_WHAT IS NEEDED_: Please return the lines of the data below, word for word, from the first line through the line containing "use crate::error::StudyBuddyError;".

_DATA FOR THE TASK_:

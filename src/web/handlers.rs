use std::path::{Component, Path, PathBuf};
use std::time::Duration;

use axum::{
    body::{Body, Bytes},
    extract::{Query, State},
    http::{header, StatusCode},
    response::{Html, IntoResponse, Response},
    Json,
};
use chrono::Local;
use serde_json::Value;
use tracing::{info, warn};

use super::dto::{
    ApiResponse, ImageQuery, PreviewStatusResponse, RecentQuery, RecordsResponse, SaveRecipientsRequest,
    SaveRecipientsResponse, StartResponse, TestRecipientRequest, TestRecipientResponse,
};
use super::error::{ApiError, ApiResult};
use super::html::INDEX_HTML;
use super::WebState;
use crate::camera::CameraService;
use crate::config::{split_recipients, RecipientsFile};
use crate::error::StudyBuddyError;
use crate::messenger::{MessengerService, Platform};
use crate::monitor::{MonitorStatus, StopReason};
use study_buddy_common::MonitorConfig;

pub const DEFAULT_RECENT_LIMIT: usize = 10;
const FRAME_INTERVAL: Duration = Duration::from_millis(100);
const FRAME_RETRY_DELAY: Duration = Duration::from_millis(500);
pub const MJPEG_CONTENT_TYPE: &str = "multipart/x-mixed-replace; boundary=frame";

pub async fn index() -> Html<&'static str> {
    Html(INDEX_HTML)
}

pub async fn status(State(state): State<WebState>) -> Json<ApiResponse<MonitorStatus>> {
    ApiResponse::ok(state.monitor.status())
}

// =============================================
// 設定
// =============================================

pub async fn get_config(State(state): State<WebState>) -> Json<ApiResponse<MonitorConfig>> {
    ApiResponse::ok(state.monitor.config())
}

pub async fn update_config(
    State(state): State<WebState>,
    Json(patch): Json<Value>,
) -> ApiResult<Json<ApiResponse<MonitorConfig>>> {
    let config = state.monitor.update_config(&patch).await?;
    info!("監視設定を更新");
    Ok(ApiResponse::ok_with_message(config, "設定を更新しました"))
}

// =============================================
// 監視
// =============================================

pub async fn start_monitor(State(state): State<WebState>) -> ApiResult<Json<ApiResponse<StartResponse>>> {
    let preview_duration = state.monitor.start().await?;
    Ok(ApiResponse::ok_with_message(
        StartResponse { preview_duration },
        "監視を開始しました",
    ))
}

pub async fn stop_monitor(State(state): State<WebState>) -> ApiResult<Json<ApiResponse<()>>> {
    state.monitor.stop(StopReason::Manual).await?;
    Ok(ApiResponse::<()>::message("監視を停止しました"))
}

// =============================================
// 通知先
// =============================================

fn parse_platform(raw: Option<&str>) -> Result<Option<Platform>, StudyBuddyError> {
    raw.map(str::trim)
        .filter(|s| !s.is_empty())
        .map(str::parse::<Platform>)
        .transpose()
}

pub async fn test_recipient(
    State(state): State<WebState>,
    Json(request): Json<TestRecipientRequest>,
) -> ApiResult<Json<ApiResponse<TestRecipientResponse>>> {
    let recipient = request.recipient_id.trim().to_string();
    if recipient.is_empty() {
        return Err(StudyBuddyError::Config("受信者IDが空です".into()).into());
    }
    let platform = parse_platform(request.platform.as_deref())?;

    // 撮影画像がなければテキストのみ
    let image = state.monitor.camera().latest_capture();
    let report = state
        .messenger
        .current()
        .test_recipient(platform, &recipient, image.as_deref())
        .await?;

    let message = if report.all_delivered() {
        "テスト送信が完了しました"
    } else {
        "テスト送信に失敗した項目があります"
    };
    Ok(Json(ApiResponse {
        success: report.any_delivered(),
        data: Some(TestRecipientResponse {
            recipient,
            image: image.map(|p| p.display().to_string()),
            report,
        }),
        message: Some(message.to_string()),
    }))
}

pub async fn save_recipients(
    State(state): State<WebState>,
    Json(request): Json<SaveRecipientsRequest>,
) -> ApiResult<Json<ApiResponse<SaveRecipientsResponse>>> {
    let recipients = split_recipients(&request.recipients);
    if recipients.is_empty() {
        return Err(StudyBuddyError::Config("受信者リストが空です".into()).into());
    }
    let platform = parse_platform(request.platform.as_deref())?.unwrap_or(Platform::WeCom);

    let _guard = state.recipients_lock.lock().await;
    let mut next = state.app_config();
    match platform {
        Platform::WeCom => {
            next.wecom
                .as_mut()
                .ok_or_else(|| StudyBuddyError::Config("WeCom が設定されていません".into()))?
                .recipients = recipients.clone();
        }
        Platform::Telegram => {
            next.telegram
                .as_mut()
                .ok_or_else(|| StudyBuddyError::Config("Telegram が設定されていません".into()))?
                .chat_ids = recipients.clone();
        }
    }

    // 保存 → 送信サービス再構築 → 反映
    let path = next.paths.recipients_file();
    let saved = recipients.clone();
    tokio::task::spawn_blocking(move || -> Result<(), StudyBuddyError> {
        let mut file = RecipientsFile::load(&path)?.unwrap_or_default();
        match platform {
            Platform::WeCom => file.wecom = saved,
            Platform::Telegram => file.telegram = saved,
        }
        file.save(&path)
    })
    .await
    .map_err(|e| StudyBuddyError::Config(format!("受信者の保存タスクが失敗: {}", e)))??;
    state.messenger.replace(MessengerService::from_config(&next)?);
    state.replace_app_config(next);

    info!(platform = platform.as_str(), count = recipients.len(), "受信者リストを保存");
    Ok(ApiResponse::ok_with_message(
        SaveRecipientsResponse {
            platform: platform.as_str().to_string(),
            recipients,
        },
        "保存しました",
    ))
}

// =============================================
// 記録
// =============================================

pub async fn today_records(State(state): State<WebState>) -> ApiResult<Json<ApiResponse<RecordsResponse>>> {
    let records = state.monitor.store().get_today(Local::now().date_naive())?;
    Ok(ApiResponse::ok(RecordsResponse::new(records)))
}

pub async fn recent_records(
    State(state): State<WebState>,
    Query(query): Query<RecentQuery>,
) -> ApiResult<Json<ApiResponse<RecordsResponse>>> {
    let limit = query.limit.unwrap_or(DEFAULT_RECENT_LIMIT);
    let records = state.monitor.store().get_recent(limit)?;
    Ok(ApiResponse::ok(RecordsResponse::new(records)))
}

/// 撮影ディレクトリ内に限定してパスを解決
pub fn resolve_capture_path(captures_dir: &Path, requested: &str) -> Result<PathBuf, StudyBuddyError> {
    let requested_path = Path::new(requested);
    if requested.trim().is_empty() {
        return Err(StudyBuddyError::Forbidden("パスが空です".into()));
    }
    if requested_path.components().any(|c| matches!(c, Component::ParentDir)) {
        return Err(StudyBuddyError::Forbidden(requested.to_string()));
    }

    let candidate = if requested_path.is_absolute() {
        requested_path.to_path_buf()
    } else {
        captures_dir.join(requested_path)
    };
    if !candidate.starts_with(captures_dir) {
        return Err(StudyBuddyError::Forbidden(requested.to_string()));
    }

    let resolved = candidate
        .canonicalize()
        .map_err(|_| StudyBuddyError::NotFound(requested.to_string()))?;
    let root = captures_dir
        .canonicalize()
        .map_err(|_| StudyBuddyError::NotFound(requested.to_string()))?;
    // シンボリックリンク経由の脱出
    if !resolved.starts_with(&root) {
        return Err(StudyBuddyError::Forbidden(requested.to_string()));
    }
    if !resolved.is_file() {
        return Err(StudyBuddyError::NotFound(requested.to_string()));
    }
    Ok(resolved)
}

pub async fn image(State(state): State<WebState>, Query(query): Query<ImageQuery>) -> Response {
    let Some(requested) = query.path else {
        return (StatusCode::BAD_REQUEST, Json(ApiResponse::<()>::failure("path を指定してください"))).into_response();
    };
    let path = match resolve_capture_path(state.monitor.camera().captures_dir(), &requested) {
        Ok(path) => path,
        Err(e) => return ApiError(e).into_response(),
    };
    match tokio::fs::read(&path).await {
        Ok(bytes) => (StatusCode::OK, [(header::CONTENT_TYPE, "image/jpeg")], bytes).into_response(),
        Err(e) => ApiError(StudyBuddyError::Io(e)).into_response(),
    }
}

// =============================================
// プレビュー
// =============================================

pub async fn preview_status(State(state): State<WebState>) -> Json<ApiResponse<PreviewStatusResponse>> {
    let remaining = state.monitor.camera().preview_remaining();
    ApiResponse::ok(PreviewStatusResponse {
        active: remaining.is_some(),
        remaining: remaining
            .map(|d| (d.as_secs_f64() * 10.0).round() / 10.0)
            .unwrap_or(0.0),
    })
}

fn mjpeg_part(frame: &[u8]) -> Bytes {
    let mut chunk = Vec::with_capacity(frame.len() + 64);
    chunk.extend_from_slice(b"--frame\r\nContent-Type: image/jpeg\r\n\r\n");
    chunk.extend_from_slice(frame);
    chunk.extend_from_slice(b"\r\n");
    Bytes::from(chunk)
}

/// プレビュー中のみ MJPEG を流す（約10fps、期限切れで終了）
pub async fn video_feed(State(state): State<WebState>) -> Response {
    let camera = state.monitor.camera().clone();
    if !camera.is_previewing() {
        return (StatusCode::FORBIDDEN, Json(ApiResponse::<()>::failure("プレビューは無効です"))).into_response();
    }

    let stream = futures::stream::unfold((camera, true), |(camera, first)| async move {
        if !first {
            tokio::time::sleep(FRAME_INTERVAL).await;
        }
        loop {
            match next_frame(&camera).await {
                Some(Ok(frame)) => return Some((Ok::<_, std::io::Error>(mjpeg_part(&frame)), (camera, false))),
                Some(Err(())) => tokio::time::sleep(FRAME_RETRY_DELAY).await,
                None => return None,
            }
        }
    });

    (
        StatusCode::OK,
        [(header::CONTENT_TYPE, MJPEG_CONTENT_TYPE), (header::CACHE_CONTROL, "no-cache")],
        Body::from_stream(stream),
    )
        .into_response()
}

async fn next_frame(camera: &CameraService) -> Option<Result<Vec<u8>, ()>> {
    match camera.next_preview_frame().await {
        Ok(Some(frame)) => Some(Ok(frame)),
        Ok(None) => None,
        Err(e) => {
            warn!(error = %e, "プレビューフレームの取得に失敗");
            Some(Err(()))
        }
    }
}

_ANSWER BOX_:
filename src/web/handlers.rs
use std::path::{Component, Path, PathBuf};
use std::time::Duration;

use axum::{
    body::{Body, Bytes},
    extract::{Query, State},
    http::{header, StatusCode},
    response::{Html, IntoResponse, Response},
    Json,
};
use chrono::Local;
use serde_json::Value;
use tracing::{info, warn};

use super::dto::{
    ApiResponse, ImageQuery, PreviewStatusResponse, RecentQuery, RecordsResponse, SaveRecipientsRequest,
    SaveRecipientsResponse, StartResponse, TestRecipientRequest, TestRecipientResponse,
};
use super::error::{ApiError, ApiResult};
use super::html::INDEX_HTML;
use super::WebState;
use crate::camera::CameraService;
use crate::config::{split_recipients, RecipientsFile};
use crate::error::StudyBuddyError;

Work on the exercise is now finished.